O dano da interrupção da quimioterapia para o cancro da mama é principalmente o impacto no tratamento, porque a quimioterapia é principalmente para tratar e controlar a proliferação de células cancerígenas, e se a quimioterapia for interrompida repentinamente, as células cancerígenas podem continuar a desenvolver-se, espalhar-se por todo o corpo, e até mesmo pôr em perigo a vida do paciente. A interrupção da quimioterapia para o cancro da mama a meio do tratamento impede a inibição das células cancerígenas e a disseminação das células cancerígenas pode invadir o sistema linfático e o sistema sanguíneo, o que altera o estado do doente e, no caso do cancro da mama em fase intermédia, é provável que a doença progrida para a fase avançada, o que afectará a qualidade da sobrevivência e o tempo de vida do doente.

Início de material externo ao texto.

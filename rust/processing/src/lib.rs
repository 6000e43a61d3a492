// This Source Code Form is subject to the terms of the Mozilla Public
// License, v. 2.0. If a copy of the MPL was not distributed with this
// file, You can obtain one at https://mozilla.org/MPL/2.0/.

//! SketchMesh Processing
//!
//! Execution hosts for the planar grouping pass. The pass itself is
//! synchronous and side-effect-free; this crate only decides *where* it
//! runs. Small meshes are grouped inline on the interactive thread, large
//! ones are moved to a dedicated worker thread and the result buffers
//! moved back. Both hosts run the identical engine function and produce
//! identical output for identical input.

pub mod worker;

pub use sketchmesh_grouping::{
    group_planar_faces, Error, GroupingOptions, GroupingResult, Result,
};
pub use worker::{shared_worker, GroupingJob, GroupingOutcome, GroupingWorker};

/// Run the grouping pass inline on the calling thread.
///
/// This is the small-mesh host: a hover or load event calls it directly
/// from the render callback. Invariant violations reject the call; they
/// are never partially processed.
pub fn group_mesh(
    positions: &[f32],
    indices: Option<&[u32]>,
    options: &GroupingOptions,
) -> Result<GroupingResult> {
    let started = std::time::Instant::now();
    let result = group_planar_faces(positions, indices, options)?;
    tracing::debug!(
        triangles = result.triangle_count(),
        groups = result.group_count(),
        elapsed_ms = started.elapsed().as_millis() as u64,
        "grouped mesh inline"
    );
    Ok(result)
}

#[cfg(test)]
mod tests {
    use super::*;

    #[test]
    fn test_inline_host_runs_engine() {
        let positions = [0.0, 0.0, 0.0, 1.0, 0.0, 0.0, 0.0, 1.0, 0.0];
        let result = group_mesh(&positions, None, &GroupingOptions::default()).unwrap();
        assert_eq!(result.triangle_count(), 1);
        assert_eq!(result.group_count(), 1);
    }

    #[test]
    fn test_inline_host_rejects_bad_buffers() {
        assert!(group_mesh(&[0.0; 4], None, &GroupingOptions::default()).is_err());
    }
}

Não é recomendável interromper a quimioterapia para o cancro da mama a meio do tratamento, devendo o ciclo de quimioterapia adequado ser escolhido sob a orientação dos médicos. No entanto, alguns doentes têm de interromper a quimioterapia devido a uma reação excessiva aos medicamentos de quimioterapia, como uma reação gastrointestinal grave ou toxicidade da medula óssea, podendo então fazer intervalos de quimioterapia sob a orientação dos médicos, e depois passar à fase seguinte da quimioterapia após avaliação. Não é recomendável interromper a quimioterapia para o cancro da mama a meio do tratamento, devendo esta ser efectuada de forma razoável, sob a orientação dos médicos.